Назнин не знала, что ответить. Зачем затеяла этот разговор. Не знала, верит ли исследованию или нет.
— Моя сестра несчастлива.
— Нет. Хасина очень счастливая.
— Нет, она несчастна. И не была счастлива…
И Назнин рассказала, что скрывала все эти годы, сначала запиналась, как будто говорит неправду, но потом слова хлынули потоком. Шану сидел неподвижно, как никогда, со спокойным лицом. Назнин рассказывала о своей сестре, ничего не скрывая, начиная с мистера Чоудхари, хозяина, которого Шану окрестил уважаемым человеком. Слово «изнасилование» Назнин заменила на деревенское выражение «у Хасины украли накпул», или «кольцо в носу», о том, как сестра начала торговать телом, Назнин не упомянула, сказала только, что «сестре надо было зарабатывать на жизнь», и увидела, что Шану понял намек.

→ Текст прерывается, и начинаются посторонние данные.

/// Test that a missing engine aborts before any stage
#[tokio::test]
async fn test_submit_withUnavailableEngine_shouldFailBeforeExtraction() {
    let temp_dir = common::create_temp_dir().unwrap();
    let video = common::create_test_video(temp_dir.path(), "talk.mp4").unwrap();
    let recognizer = MockRecognizer::unavailable();
    let transcoder = MockTranscoder::working();
    let orchestrator = common::build_orchestrator(&recognizer, &transcoder, temp_dir.path());

    let failure = orchestrator.submit(&video, "transcribe", temp_dir.path()).await.unwrap_err();

    assert_eq!(failure.stage, PipelineStage::Submission);
    assert!(matches!(failure.error, CaptionError::EngineUnavailable { .. }));
    assert_eq!(transcoder.extract_calls(), 0);

    let transcoder = MockTranscoder::new(MockTranscoderBehavior::Unavailable);
    let recognizer = MockRecognizer::working(MockRecognizer::sample_transcript());
    let orchestrator = common::build_orchestrator(&recognizer, &transcoder, temp_dir.path());
    let failure = orchestrator.submit(&video, "transcribe", temp_dir.path()).await.unwrap_err();
    assert!(matches!(failure.error, CaptionError::EngineUnavailable { .. }));
}

/// Test that an unreadable container stops at extraction
#[tokio::test]
async fn test_submit_withExtractionFailure_shouldStopBeforeRecognition() {
    let temp_dir = common::create_temp_dir().unwrap();
    let video = common::create_test_video(temp_dir.path(), "broken.avi").unwrap();
    let output_dir = temp_dir.path().join("out");
    let recognizer = MockRecognizer::working(MockRecognizer::sample_transcript());
    let transcoder = MockTranscoder::new(MockTranscoderBehavior::FailExtraction);
    let orchestrator = common::build_orchestrator(&recognizer, &transcoder, temp_dir.path());

    let failure = orchestrator.submit(&video, "transcribe", &output_dir).await.unwrap_err();

    assert_eq!(failure.stage, PipelineStage::Extraction);
    assert!(failure.user_message().contains("extraction"));
    assert_eq!(recognizer.call_count(), 0);
    assert!(!output_dir.join("broken.avi.srt").exists());
}

/// Test that a recognition crash publishes nothing
#[tokio::test]
async fn test_submit_withRecognitionFailure_shouldNotRender() {
    let temp_dir = common::create_temp_dir().unwrap();
    let video = common::create_test_video(temp_dir.path(), "talk.mov").unwrap();
    let output_dir = temp_dir.path().join("out");
    let recognizer = MockRecognizer::failing();
    let transcoder = MockTranscoder::working();
    let orchestrator = common::build_orchestrator(&recognizer, &transcoder, temp_dir.path());

    let failure = orchestrator.submit(&video, "transcribe", &output_dir).await.unwrap_err();

    assert_eq!(failure.stage, PipelineStage::Recognition);
    assert!(matches!(failure.error, CaptionError::Recognition(_)));
    assert_eq!(transcoder.render_calls(), 0);
    assert_eq!(common::count_dir_entries(&output_dir), 0);
}

/// Test that captions survive a render failure
#[tokio::test]
async fn test_submit_withRenderFailure_shouldStillPublishCaptions() {
    let temp_dir = common::create_temp_dir().unwrap();
    let video = common::create_test_video(temp_dir.path(), "talk.mp4").unwrap();
    let output_dir = temp_dir.path().join("out");
    let recognizer = MockRecognizer::working(MockRecognizer::sample_transcript());
    let transcoder = MockTranscoder::new(MockTranscoderBehavior::FailRender);
    let orchestrator = common::build_orchestrator(&recognizer, &transcoder, temp_dir.path());

    let outcome = orchestrator.submit(&video, "transcribe", &output_dir).await.unwrap();

    assert!(!outcome.is_complete());
    assert!(matches!(outcome.final_state, JobState::Failed { stage: PipelineStage::Render, .. }));
    let failure = outcome.failure.as_ref().expect("render failure should be reported");
    assert_eq!(failure.stage, PipelineStage::Render);

    assert_eq!(std::fs::read_to_string(output_dir.join("talk.mp4.srt")).unwrap(), EXPECTED_SRT);
    assert_eq!(std::fs::read_to_string(output_dir.join("talk.mp4.vtt")).unwrap(), EXPECTED_VTT);
    assert!(output_dir.join("talk.mp4.txt").exists());
    assert!(outcome.published.archive.is_none());
    assert!(outcome.published.rendered_video.is_none());
    assert!(!output_dir.join("talk.mp4_transcripts_and_video.zip").exists());
}

/// Test that a render failure stays the reported cause when publishing also fails
#[tokio::test]
async fn test_submit_withRenderFailureAndUnwritableOutput_shouldReportRenderFailure() {
    let temp_dir = common::create_temp_dir().unwrap();
    let video = common::create_test_video(temp_dir.path(), "talk.mp4").unwrap();
    let blocker = common::create_test_file(temp_dir.path(), "blocker", b"not a directory").unwrap();
    let recognizer = MockRecognizer::working(MockRecognizer::sample_transcript());
    let transcoder = MockTranscoder::new(MockTranscoderBehavior::FailRender);
    let orchestrator = common::build_orchestrator(&recognizer, &transcoder, temp_dir.path());

    let failure = orchestrator.submit(&video, "transcribe", &blocker.join("out")).await.unwrap_err();

    assert_eq!(failure.stage, PipelineStage::Render);
    assert!(matches!(failure.error, CaptionError::Render(_)));
}

/// Test that a publish failure after a successful render fails the job at packaging
#[tokio::test]
async fn test_submit_withUnwritableOutput_shouldFailAtPackaging() {
    let temp_dir = common::create_temp_dir().unwrap();
    let video = common::create_test_video(temp_dir.path(), "talk.mp4").unwrap();
    let blocker = common::create_test_file(temp_dir.path(), "blocker", b"not a directory").unwrap();
    let recognizer = MockRecognizer::working(MockRecognizer::sample_transcript());
    let transcoder = MockTranscoder::working();
    let orchestrator = common::build_orchestrator(&recognizer, &transcoder, temp_dir.path());

    let failure = orchestrator.submit(&video, "transcribe", &blocker.join("out")).await.unwrap_err();

    assert_eq!(failure.stage, PipelineStage::Packaging);
    assert!(matches!(failure.error, CaptionError::Io(_)));
}

/// Test that a missing rendered video never yields a degraded archive
#[tokio::test]
async fn test_submit_withRenderProducingNoFile_shouldFailPackaging() {
    let temp_dir = common::create_temp_dir().unwrap();
    let video = common::create_test_video(temp_dir.path(), "talk.mp4").unwrap();
    let output_dir = temp_dir.path().join("out");
    let recognizer = MockRecognizer::working(MockRecognizer::sample_transcript());
    let transcoder = MockTranscoder::new(MockTranscoderBehavior::SilentRender);
    let orchestrator = common::build_orchestrator(&recognizer, &transcoder, temp_dir.path());

    let outcome = orchestrator.submit(&video, "transcribe", &output_dir).await.unwrap();

    let failure = outcome.failure.as_ref().expect("packaging failure should be reported");
    assert_eq!(failure.stage, PipelineStage::Packaging);
    assert!(matches!(failure.error, CaptionError::Packaging(_)));
    assert!(matches!(outcome.final_state, JobState::Failed { stage: PipelineStage::Packaging, .. }));
    assert!(outcome.published.srt.is_some());
    assert!(!output_dir.join("talk.mp4_transcripts_and_video.zip").exists());
}

/// Test that job workspaces are removed after success and failure
#[tokio::test]
async fn test_submit_afterCompletion_shouldRemoveJobWorkspace() {
    let temp_dir = common::create_temp_dir().unwrap();
    let video = common::create_test_video(temp_dir.path(), "talk.mp4").unwrap();
    let work_dir = temp_dir.path().join("work");
    let output_dir = temp_dir.path().join("out");

    let recognizer = MockRecognizer::working(MockRecognizer::sample_transcript());
    let transcoder = MockTranscoder::working();
    let orchestrator = common::build_orchestrator(&recognizer, &transcoder, &work_dir);
    orchestrator.submit(&video, "transcribe", &output_dir).await.unwrap();
    assert_eq!(common::count_dir_entries(&work_dir), 0);

    let failing = MockRecognizer::failing();
    let orchestrator = common::build_orchestrator(&failing, &transcoder, &work_dir);
    orchestrator.submit(&video, "transcribe", &output_dir).await.unwrap_err();
    assert_eq!(common::count_dir_entries(&work_dir), 0);
}

/// Test that concurrent jobs do not share artifacts
#[tokio::test]
async fn test_submit_concurrentJobs_shouldStayIsolated() {
    let temp_dir = common::create_temp_dir().unwrap();
    let first = common::create_test_video(temp_dir.path(), "first.mp4").unwrap();
    let second = common::create_test_video(temp_dir.path(), "second.mp4").unwrap();
    let output_dir = temp_dir.path().join("out");
    let recognizer = MockRecognizer::working(MockRecognizer::sample_transcript());
    let transcoder = MockTranscoder::working();
    let orchestrator = common::build_orchestrator(&recognizer, &transcoder, temp_dir.path());

    let (a, b) = tokio::join!(
        orchestrator.submit(&first, "transcribe", &output_dir),
        orchestrator.submit(&second, "translate", &output_dir),
    );
    let (a, b) = (a.unwrap(), b.unwrap());

    assert_ne!(a.job_id, b.job_id);
    assert!(a.is_complete() && b.is_complete());
    assert!(output_dir.join("first.mp4_transcripts_and_video.zip").exists());
    assert!(output_dir.join("second.mp4_transcripts_and_video.zip").exists());
    assert_eq!(transcoder.extract_calls(), 2);
}

/// Test that concurrent jobs over same-named videos publish separately
#[tokio::test]
async fn test_submit_concurrentSameStemJobs_shouldPublishSeparately() {
    let temp_dir = common::create_temp_dir().unwrap();
    let mp4 = common::create_test_video(temp_dir.path(), "talk.mp4").unwrap();
    let mkv = common::create_test_video(temp_dir.path(), "talk.mkv").unwrap();
    let output_dir = temp_dir.path().join("out");
    let recognizer = MockRecognizer::working(MockRecognizer::sample_transcript());
    let transcoder = MockTranscoder::working();
    let orchestrator = common::build_orchestrator(&recognizer, &transcoder, temp_dir.path());

    let (a, b) = tokio::join!(
        orchestrator.submit(&mp4, "transcribe", &output_dir),
        orchestrator.submit(&mkv, "transcribe", &output_dir),
    );
    let (a, b) = (a.unwrap(), b.unwrap());

    assert_ne!(a.published.archive, b.published.archive);
    assert!(output_dir.join("talk.mp4_transcripts_and_video.zip").exists());
    assert!(output_dir.join("talk.mkv_transcripts_and_video.zip").exists());
    assert!(output_dir.join("talk.mp4.srt").exists());
    assert!(output_dir.join("talk.mkv.srt").exists());
}

/// Test stage notifications in pipeline order
#[tokio::test]
async fn test_submit_withProgressReporter_shouldReportStagesInOrder() {
    let temp_dir = common::create_temp_dir().unwrap();
    let video = common::create_test_video(temp_dir.path(), "talk.mp4").unwrap();
    let recognizer = MockRecognizer::working(MockRecognizer::sample_transcript());
    let transcoder = MockTranscoder::working();
    let progress = Arc::new(RecordingProgress::default());
    let orchestrator =
        common::build_orchestrator(&recognizer, &transcoder, temp_dir.path()).with_progress(progress.clone());

    orchestrator.submit(&video, "transcribe", &temp_dir.path().join("out")).await.unwrap();

    let mut expected = Vec::new();
    for stage in [
        PipelineStage::Extraction,
        PipelineStage::Recognition,
        PipelineStage::CueBuilding,
        PipelineStage::Render,
        PipelineStage::Packaging,
    ] {
        expected.push(StageEvent::Started(stage));
        expected.push(StageEvent::Finished(stage));
    }
    assert_eq!(progress.events(), expected);
}

/// Test that line width settings reach the caption documents
#[tokio::test]
async fn test_submit_withNarrowLineWidth_shouldWrapCaptions() {
    let temp_dir = common::create_temp_dir().unwrap();
    let video = common::create_test_video(temp_dir.path(), "talk.mp4").unwrap();
    let transcript = Transcript::new(
        "de",
        " Guten Morgen zusammen.",
        vec![Segment::new(0.0, 1.5, " Guten Morgen zusammen.")],
    );
    let recognizer = MockRecognizer::working(transcript);
    let transcoder = MockTranscoder::working();
    let settings = autocaption::pipeline::PipelineSettings {
        work_dir: temp_dir.path().to_path_buf(),
        max_line_width: 12,
    };
    let orchestrator = autocaption::pipeline::Orchestrator::new(
        Arc::new(recognizer.clone()),
        Arc::new(transcoder.clone()),
        settings,
    );

    let outcome = orchestrator.submit(&video, "transcribe", temp_dir.path()).await.unwrap();

    assert_eq!(outcome.language, "de");
    assert_eq!(
        outcome.captions.srt.body(),
        "1\n00:00:00,000 --> 00:00:01,500\nGuten Morgen\nzusammen.\n"
    );
}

Закончив, Назнин сложила руки на коленях и сидела очень ровно, протестуя своей аккуратной позой против мирового хаоса и беспорядка. Шану склонил голову и обвел взглядом комнату.
— Я что-нибудь придумаю, — сказал он, — надо что-то делать.
На следующий день после собрания «Бенгальских тигров» Назнин отправилась на другой конец района к Хануфе.
Хануфа надавала ей упаковок из-под маргарина и мороженого.
— А еще — вот тебе дал, кебаб и нирамиш. Я много наготовила.
— Я себя уже хорошо чувствую, — сказала Назнин.
— Возьми, — сказала Хануфа, — я много наготовила.
Она принесла стульчик, чтобы Назнин могла поставить ноги. На возражения ушло бы больше сил. Назнин послушалась.
Хануфа снабдила ее очередной порцией новостей. Старший Назмы устроился менеджером в ресторан «Бенгальский воин», Джорина пытается вернуть дочь и зятя в Англию, но служба иммиграции создает трудности, у Сорупы все не проходит простуда.
— И все говорят о меле.
Назнин на секунду закрыла глаза и вспомнила вчерашнее собрание.
Само собрание уже походило на мелу. Зал украшали нарядные, ярко одетые детишки и младенцы на руках у родителей. Люди бродили по залу, одни входили, другие выходили, пробовали бхаджи и самосы, по тридцать пенсов штучка, на тележке в левом проходе. В дальнем углу человек в грязном фартуке продавал сладкие ласси и пачки мангового сока. Шахана сдержанно махнула группе молодых парней в замысловатых кроссовках и с заговорщическим выражением лица. Биби встретилась со школьной подружкой, они сели вместе, болтая ногами. Шану смазал копну волос кокосовым маслом, заточил три карандаша, нашел блокнотик, как у журналистов, и с трудом, но втиснул его в нагрудный карман рубашки.
— Сколько же здесь народу, — сказал он, — как в таких условиях можно провести собрание?
— Я хочу купить ласси [74], — сказала Шахана.
— Молоко наверняка скисшее, — предупредила Назнин, — у продавца ни холодильника, ни льда.
— Пойду посмотрю, — сказала Шахана и убежала.
Шану вытащил блокнотик:
— Помню, в районном совете говорили, что если собирается больше четырех человек, то это уже базар.
Назнин вспомнила его слова. Шану оказался прав. Более того. На этом базаре он говорил больше всех.